Там, в Польше, я написал песни про Освенцим и Треблинку. В Треблинке, где немцы убили и сожгли в печах более 800000 евреев, я узнал, что уже в конце войны, когда в Треблинке вспыхнуло восстание, и евреи, перебив охрану, разбежались, большая часть их была выдана немцам поляками, у которых они пытались найти убежище. Уходя, немцы все взорвали - печи, бараки, газовые камеры. И эти обломки вместе с сотнями местных валунов были поставлены "на попа" на склоне горы, образовав коллективный памятник почти миллиону замученных людей, тщетно предостерегая потомков. Это не помешало правительству Гомулки через пару лет насильно выдворить из страны всех евреев.

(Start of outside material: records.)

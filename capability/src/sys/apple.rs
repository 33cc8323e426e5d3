//! AVFoundation, CoreVideo and UIKit values.
//!
//! Each type carries the raw value the Apple framework uses, so a value built
//! here can be handed to the capture session as-is. Nothing in this module
//! links against the frameworks; the types exist on every target.

use crate::CapabilityError;
use std::fmt;

/// Declares a native `NSInteger` enumeration with `raw()` and `TryFrom<i64>`.
macro_rules! native_enum {
    (
        $(#[$meta:meta])*
        $name:ident : $kind:literal {
            $( $(#[$vmeta:meta])* $variant:ident = $raw:literal ),+ $(,)?
        }
    ) => {
        $(#[$meta])*
        #[derive(Debug, Clone, Copy, PartialEq, Eq, Hash)]
        pub enum $name {
            $( $(#[$vmeta])* $variant ),+
        }

        impl $name {
            /// The raw framework value.
            #[must_use]
            pub const fn raw(self) -> i64 {
                match self {
                    $( Self::$variant => $raw ),+
                }
            }
        }

        impl TryFrom<i64> for $name {
            type Error = CapabilityError;

            fn try_from(raw: i64) -> Result<Self, Self::Error> {
                match raw {
                    $( $raw => Ok(Self::$variant), )+
                    _ => Err(CapabilityError::UnknownRawValue { kind: $kind, raw }),
                }
            }
        }
    };
}

native_enum! {
    /// `AVCaptureDevice.FlashMode`.
    AVCaptureFlashMode: "AVCaptureFlashMode" {
        /// `AVCaptureFlashModeOff`
        Off = 0,
        /// `AVCaptureFlashModeOn`
        On = 1,
        /// `AVCaptureFlashModeAuto`
        Auto = 2,
    }
}

native_enum! {
    /// `UIDeviceOrientation`.
    UIDeviceOrientation: "UIDeviceOrientation" {
        /// Orientation cannot be determined.
        Unknown = 0,
        /// Upright, home button at the bottom.
        Portrait = 1,
        /// Upside down, home button at the top.
        PortraitUpsideDown = 2,
        /// Upright, home button on the right.
        LandscapeLeft = 3,
        /// Upright, home button on the left.
        LandscapeRight = 4,
        /// Flat, screen facing up.
        FaceUp = 5,
        /// Flat, screen facing down.
        FaceDown = 6,
    }
}

native_enum! {
    /// `AVCaptureVideoOrientation`, the orientation of a capture connection.
    AVCaptureVideoOrientation: "AVCaptureVideoOrientation" {
        /// `AVCaptureVideoOrientationPortrait`
        Portrait = 1,
        /// `AVCaptureVideoOrientationPortraitUpsideDown`
        PortraitUpsideDown = 2,
        /// `AVCaptureVideoOrientationLandscapeRight`
        LandscapeRight = 3,
        /// `AVCaptureVideoOrientationLandscapeLeft`
        LandscapeLeft = 4,
    }
}

native_enum! {
    /// `AVCaptureDevice.FocusMode`.
    AVCaptureFocusMode: "AVCaptureFocusMode" {
        /// Focus is held at the current lens position.
        Locked = 0,
        /// Focus once, then switch to `Locked`.
        AutoFocus = 1,
        /// Refocus whenever needed.
        ContinuousAutoFocus = 2,
    }
}

native_enum! {
    /// `AVCaptureDevice.ExposureMode`.
    AVCaptureExposureMode: "AVCaptureExposureMode" {
        /// Exposure is held at its current value.
        Locked = 0,
        /// Expose once, then switch to `Locked`.
        AutoExpose = 1,
        /// Adjust exposure whenever needed.
        ContinuousAutoExposure = 2,
        /// Exposure follows manually set duration and ISO.
        Custom = 3,
    }
}

native_enum! {
    /// `AVCaptureDevice.PrimaryConstituentDeviceSwitchingBehavior`.
    AVPrimaryConstituentDeviceSwitchingBehavior:
        "AVCapturePrimaryConstituentDeviceSwitchingBehavior" {
        /// `AVCapturePrimaryConstituentDeviceSwitchingBehaviorUnsupported`
        Unsupported = 0,
        /// `AVCapturePrimaryConstituentDeviceSwitchingBehaviorAuto`
        Auto = 1,
        /// `AVCapturePrimaryConstituentDeviceSwitchingBehaviorRestricted`
        Restricted = 2,
        /// `AVCapturePrimaryConstituentDeviceSwitchingBehaviorLocked`
        Locked = 3,
    }
}

bitflags::bitflags! {
    /// `AVCaptureDevice.PrimaryConstituentDeviceRestrictedSwitchingBehaviorConditions`.
    #[derive(Debug, Clone, Copy, PartialEq, Eq, Hash)]
    pub struct AVRestrictedSwitchingBehaviorConditions: u64 {
        /// Switching is allowed when the video zoom factor changes.
        const VIDEO_ZOOM_CHANGED = 1 << 0;
        /// Switching is allowed when the focus mode changes.
        const FOCUS_MODE_CHANGED = 1 << 1;
        /// Switching is allowed when the exposure mode changes.
        const EXPOSURE_MODE_CHANGED = 1 << 2;
    }
}

/// A CoreVideo `OSType` pixel format code, four ASCII bytes packed big-endian.
#[derive(Clone, Copy, PartialEq, Eq, Hash)]
pub struct FourCharCode(pub u32);

impl FourCharCode {
    /// `kCVPixelFormatType_32BGRA` (`'BGRA'`).
    pub const BGRA_32: Self = Self::from_bytes(*b"BGRA");
    /// `kCVPixelFormatType_420YpCbCr8BiPlanarVideoRange` (`'420v'`).
    pub const YCBCR_420_BIPLANAR_VIDEO_RANGE: Self = Self::from_bytes(*b"420v");

    /// Pack four bytes into a code.
    #[must_use]
    pub const fn from_bytes(bytes: [u8; 4]) -> Self {
        Self(u32::from_be_bytes(bytes))
    }

    /// The four bytes of the code.
    #[must_use]
    pub const fn to_bytes(self) -> [u8; 4] {
        self.0.to_be_bytes()
    }
}

/// CoreVideo pixel formats a capture output can be configured with.
#[derive(Debug, Clone, Copy, PartialEq, Eq, Hash)]
pub enum CVPixelFormatType {
    /// `kCVPixelFormatType_32BGRA`
    Bgra32,
    /// `kCVPixelFormatType_420YpCbCr8BiPlanarVideoRange`
    YCbCr420BiPlanarVideoRange,
}

impl CVPixelFormatType {
    /// The four-char code CoreVideo uses for this format.
    #[must_use]
    pub const fn code(self) -> FourCharCode {
        match self {
            Self::Bgra32 => FourCharCode::BGRA_32,
            Self::YCbCr420BiPlanarVideoRange => FourCharCode::YCBCR_420_BIPLANAR_VIDEO_RANGE,
        }
    }

    /// The raw `OSType` value.
    #[must_use]
    pub const fn raw(self) -> u32 {
        self.code().0
    }
}

impl TryFrom<FourCharCode> for CVPixelFormatType {
    type Error = CapabilityError;

    fn try_from(code: FourCharCode) -> Result<Self, Self::Error> {
        match code {
            FourCharCode::BGRA_32 => Ok(Self::Bgra32),
            FourCharCode::YCBCR_420_BIPLANAR_VIDEO_RANGE => Ok(Self::YCbCr420BiPlanarVideoRange),
            other => Err(CapabilityError::UnknownPixelFormat(other)),
        }
    }
}

impl TryFrom<u32> for CVPixelFormatType {
    type Error = CapabilityError;

    fn try_from(raw: u32) -> Result<Self, Self::Error> {
        Self::try_from(FourCharCode(raw))
    }
}

impl From<CVPixelFormatType> for FourCharCode {
    fn from(format: CVPixelFormatType) -> Self {
        format.code()
    }
}

impl fmt::Display for FourCharCode {
    fn fmt(&self, f: &mut fmt::Formatter<'_>) -> fmt::Result {
        let bytes = self.to_bytes();
        if bytes.iter().all(|b| b.is_ascii_graphic() || *b == b' ') {
            for b in bytes {
                write!(f, "{}", char::from(b))?;
            }
            Ok(())
        } else {
            write!(f, "{:#010x}", self.0)
        }
    }
}

impl fmt::Debug for FourCharCode {
    fn fmt(&self, f: &mut fmt::Formatter<'_>) -> fmt::Result {
        write!(f, "FourCharCode('{self}')")
    }
}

Неслучайно пришедший ему на смену Эдвард Герек заявил как-то на заседании политбюро ПОРП: "Мы напрасно выдворили из страны евреев. Теперь, в трудное время, не с кем посоветоваться и не на кого свалить вину".
Уже в конце ноября, после возвращения из Польши, я попал в "не сезон" на две недели в Репино, в дом творчества композиторов. Мне нужно было закончить работу над рукописью первой книжки стихов "Атланты", принятой к печати ленинградским отделением издательства "Советский писатель". Помню, как поразила меня поначалу "роскошь" просторных композиторских апартаментов - каждый занимал отдельный коттедж из трех комнат, с роялем в центральной. "А почему кровати сдвоенные?" - наивно спросил я у сестры-хозяйки, отпиравшей мой домик. "Это на случай, если к вам захочет приехать жена или соавтор", — ответила она. Действительно, в столовой увидел объявление: "Желающие поставить на питание своих жен (или соавторов) должны внести заранее деньги из расчета пять рублей за сутки". Пожилая официантка жаловалась: "Наши композиторы музыки не любят. Они, как в столовую войдут, так сразу музыку по радио выключают. Да и как им ее любить, когда они ее сами пишут?"
Соседний со мною домик занимал тогдашний заведующий литературной частью Ленинградского Театра музкомедии Адольф Иосифович Минкин, симпатичный седой и грузный человек. Он страдал стенокардией и поэтому имел привычку заедать коньяк валидолом. Однажды ночью его прихватило всерьез, и я вызвал "скорую". Врач "скорой помощи", старая еврейка явно пенсионного возраста, сделала ему какие-то уколы и, вернув к жизни, села заполнять карточку. "Фамилия", — строго спросила она. "Минкин", — ответил мой сосед слабым голосом. "Имя-отчество?" "Адольф Иосифович". Докторша отложила ручку и долго удивленно рассматривала больного, которого только что обследовала. "Молодой человек, — сказала она наконец. — Вам что, мало чего-нибудь одного?!!"
Первая книжка моих стихов "Атланты" вышла весной 1967 года, в издательстве "Советский писатель". Вошли туда стихи, написанные в основном в экспедициях, и песни, значительная часть которых уже была к тому времени известна. Мне пришлось изрядно повоевать с редактором Александром Рубашкиным, показавшимся мне тогда придирчивым и недоброжелательным. Только через несколько лет, перечитав опубликованные в книжке стихи, я понял, что он был снисходительным и крайне доброжелательным ко мне, поскольку стихи-то по большей части были слабенькие.
Оформил книжку молодой талантливый художник Лев Авидон. Цензура несколько порезвилась над стихами, так что все слова типа "водка", "бог" и тому подобные из книжки были изъяты. Будучи в те поры человеком тщеславным и, пожалуй, маломысленным, я сильно радовался выходу первой "книги стихов". Лишь значительно позднее понял, что радоваться было особенно нечему, поскольку опубликовав посредственные стихи, я на много лет сильно подпортил себе литературную репутацию.